Fasciné, M. Mather avait interrogé d’autres personnes asservies, qui lui avaient toutes dit la même chose.
La méthode était controversée. Quand le navire HMS Seahorse a apporté à Boston le pathogène de la variole qui a déclenché une épidémie, et que Cotton Mather a exhorté la population à accepter l’inoculation, le docteur Zabdiel Boylston a été le seul médecin à la pratiquer. (Il l’a d’abord testée sur son fils de 6 ans et sur deux hommes asservis.)
Malgré la réaction virulente des habitants, le révérend Mather et le docteur Boylston ont recruté 287 Bostoniens qui se feront inoculés.
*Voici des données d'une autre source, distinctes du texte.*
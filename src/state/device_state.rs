// SPDX-License-Identifier: MPL-2.0
// This Source Code Form is subject to the terms of the Mozilla Public
// License, v. 2.0. If a copy of the MPL was not distributed with this
// file, You can obtain one at https://mozilla.org/MPL/2.0/.

//! Last-pushed device state.

use crate::capabilities::Capability;
use crate::types::{Brightness, ColorMode, ColorTemp, Hue, PowerState, Saturation};

use super::StateChange;

/// The values last pushed to the host for one device.
///
/// Every field is optional: `None` means nothing has been pushed yet, so the
/// first reading of a metric always counts as a change. Values are compared
/// with strict inequality.
///
/// # Examples
///
/// ```
/// use kasa_poller::state::{ObservedState, StateChange};
///
/// let mut state = ObservedState::new();
/// assert!(state.apply(&StateChange::ActivePower(42.3)));
/// assert!(!state.apply(&StateChange::ActivePower(42.3)));
/// assert!(state.apply(&StateChange::ActivePower(42.4)));
/// assert_eq!(state.active_power(), Some(42.4));
/// ```
#[derive(Debug, Clone, Default, PartialEq)]
pub struct ObservedState {
    power: Option<PowerState>,
    led: Option<PowerState>,
    brightness: Option<Brightness>,
    hue: Option<Hue>,
    saturation: Option<Saturation>,
    color_temp: Option<ColorTemp>,
    color_mode: Option<ColorMode>,
    active_power: Option<f64>,
    voltage: Option<f64>,
    current: Option<f64>,
    /// Corrected total as pushed to the host.
    energy_total: Option<f64>,
    /// Last raw total reported by the device, never pushed.
    raw_energy_total: Option<f64>,
}

/// Stores `new` in `slot` and reports whether it differed.
fn replace<T: PartialEq + Copy>(slot: &mut Option<T>, new: T) -> bool {
    if *slot == Some(new) {
        false
    } else {
        *slot = Some(new);
        true
    }
}

impl ObservedState {
    /// Creates an empty state.
    #[must_use]
    pub fn new() -> Self {
        Self::default()
    }

    /// Applies a fresh reading.
    ///
    /// Returns `true` if the reading differs from what was last pushed.
    pub fn apply(&mut self, change: &StateChange) -> bool {
        match change {
            StateChange::Power(state) => replace(&mut self.power, *state),
            StateChange::Led(state) => replace(&mut self.led, *state),
            StateChange::Brightness(level) => replace(&mut self.brightness, *level),
            StateChange::Hue(hue) => replace(&mut self.hue, *hue),
            StateChange::Saturation(saturation) => replace(&mut self.saturation, *saturation),
            StateChange::ColorTemp(ct) => replace(&mut self.color_temp, *ct),
            StateChange::ColorMode(mode) => replace(&mut self.color_mode, *mode),
            StateChange::ActivePower(value) => replace(&mut self.active_power, *value),
            StateChange::Voltage(value) => replace(&mut self.voltage, *value),
            StateChange::Current(value) => replace(&mut self.current, *value),
            StateChange::EnergyTotal { raw, corrected } => {
                self.raw_energy_total = Some(*raw);
                replace(&mut self.energy_total, *corrected)
            }
        }
    }

    /// Forgets the value of one capability, so the next reading is pushed
    /// again.
    pub fn forget(&mut self, capability: Capability) {
        match capability {
            Capability::OnOff => self.power = None,
            Capability::LedOnOff => self.led = None,
            Capability::Dim => self.brightness = None,
            Capability::LightHue => self.hue = None,
            Capability::LightSaturation => self.saturation = None,
            Capability::LightTemperature => self.color_temp = None,
            Capability::LightMode => self.color_mode = None,
            Capability::MeasurePower => self.active_power = None,
            Capability::MeasureVoltage => self.voltage = None,
            Capability::MeasureCurrent => self.current = None,
            Capability::MeterPower => self.energy_total = None,
        }
    }

    /// Last pushed power state.
    #[must_use]
    pub fn power(&self) -> Option<PowerState> {
        self.power
    }

    /// Last pushed LED state.
    #[must_use]
    pub fn led(&self) -> Option<PowerState> {
        self.led
    }

    /// Last pushed brightness.
    #[must_use]
    pub fn brightness(&self) -> Option<Brightness> {
        self.brightness
    }

    /// Last pushed hue.
    #[must_use]
    pub fn hue(&self) -> Option<Hue> {
        self.hue
    }

    /// Last pushed saturation.
    #[must_use]
    pub fn saturation(&self) -> Option<Saturation> {
        self.saturation
    }

    /// Last pushed color temperature.
    #[must_use]
    pub fn color_temp(&self) -> Option<ColorTemp> {
        self.color_temp
    }

    /// Last pushed color mode.
    #[must_use]
    pub fn color_mode(&self) -> Option<ColorMode> {
        self.color_mode
    }

    /// Last pushed instantaneous power in Watts.
    #[must_use]
    pub fn active_power(&self) -> Option<f64> {
        self.active_power
    }

    /// Last pushed voltage.
    #[must_use]
    pub fn voltage(&self) -> Option<f64> {
        self.voltage
    }

    /// Last pushed current.
    #[must_use]
    pub fn current(&self) -> Option<f64> {
        self.current
    }

    /// Last pushed (corrected) energy total.
    #[must_use]
    pub fn energy_total(&self) -> Option<f64> {
        self.energy_total
    }

    /// Last raw energy total reported by the device.
    #[must_use]
    pub fn raw_energy_total(&self) -> Option<f64> {
        self.raw_energy_total
    }
}

#[cfg(test)]
mod tests {
    use super::*;

    #[test]
    fn first_reading_is_a_change() {
        let mut state = ObservedState::new();
        assert!(state.apply(&StateChange::Led(PowerState::Off)));
        assert_eq!(state.led(), Some(PowerState::Off));
    }

    #[test]
    fn identical_readings_are_not_changes() {
        let mut state = ObservedState::new();
        let reading = [
            StateChange::Power(PowerState::On),
            StateChange::ActivePower(42.3),
            StateChange::energy_total(10.0, 0.0),
        ];
        assert!(reading.iter().all(|c| state.apply(c)));
        assert!(!reading.iter().any(|c| state.apply(c)));
    }

    #[test]
    fn only_the_moved_metric_changes() {
        let mut state = ObservedState::new();
        state.apply(&StateChange::Power(PowerState::On));
        state.apply(&StateChange::Voltage(230.1));

        assert!(!state.apply(&StateChange::Power(PowerState::On)));
        assert!(state.apply(&StateChange::Voltage(229.8)));
        assert_eq!(state.voltage(), Some(229.8));
    }

    #[test]
    fn raw_total_is_recorded_even_without_change() {
        let mut state = ObservedState::new();
        assert!(state.apply(&StateChange::energy_total(5.0, 5.0)));
        // Raw moved but corrected value (0.0) stayed put.
        assert!(!state.apply(&StateChange::EnergyTotal {
            raw: 6.0,
            corrected: 0.0
        }));
        assert_eq!(state.raw_energy_total(), Some(6.0));
        assert_eq!(state.energy_total(), Some(0.0));
    }

    #[test]
    fn forget_makes_next_reading_a_change() {
        let mut state = ObservedState::new();
        state.apply(&StateChange::Current(0.18));
        state.forget(Capability::MeasureCurrent);
        assert!(state.apply(&StateChange::Current(0.18)));
    }
}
Cotton Mather a ensuite fait part des résultats à la Royal Society of London, l’une des plus anciennes associations scientifiques d’Europe.
« Le risque de décès était sept fois plus élevé chez les Bostoniens qui n’avaient pas été soumis à l’inoculation, et Mather et Boylston avaient les données » pour le prouver, déclare Steven Niven. Comme Cotton Mather avait des données qui corroboraient les dires des personnes asservies, l’inoculation a progressivement gagné du terrain dans les colonies américaines.
Cinquante ans plus tard, George Washington exigera que ses soldats s’y soumettent, et de l’avis de nombreux historiens, cette décision a aidé les colons à sortir victorieux de la guerre d’Indépendance.
Ce qui s’est passé à Boston a ouvert la voie au développement par Edward Jenner d’un vaccin plus sûr contre la variole, en 1796. Près de deux siècles plus tard, en 1980, la variole était éradiquée grâce à un effort mondial de vaccination.
On sait qu’Onesimus a acheté sa liberté auprès de Cotton Mather, mais l’histoire ne nous en dit pas plus sur le reste de sa vie. Il n’en demeure pas moins qu’il a exercé une influence exceptionnelle sur les premiers temps de l’histoire de l’Amérique et qu’il a sauvé d’innombrables vies.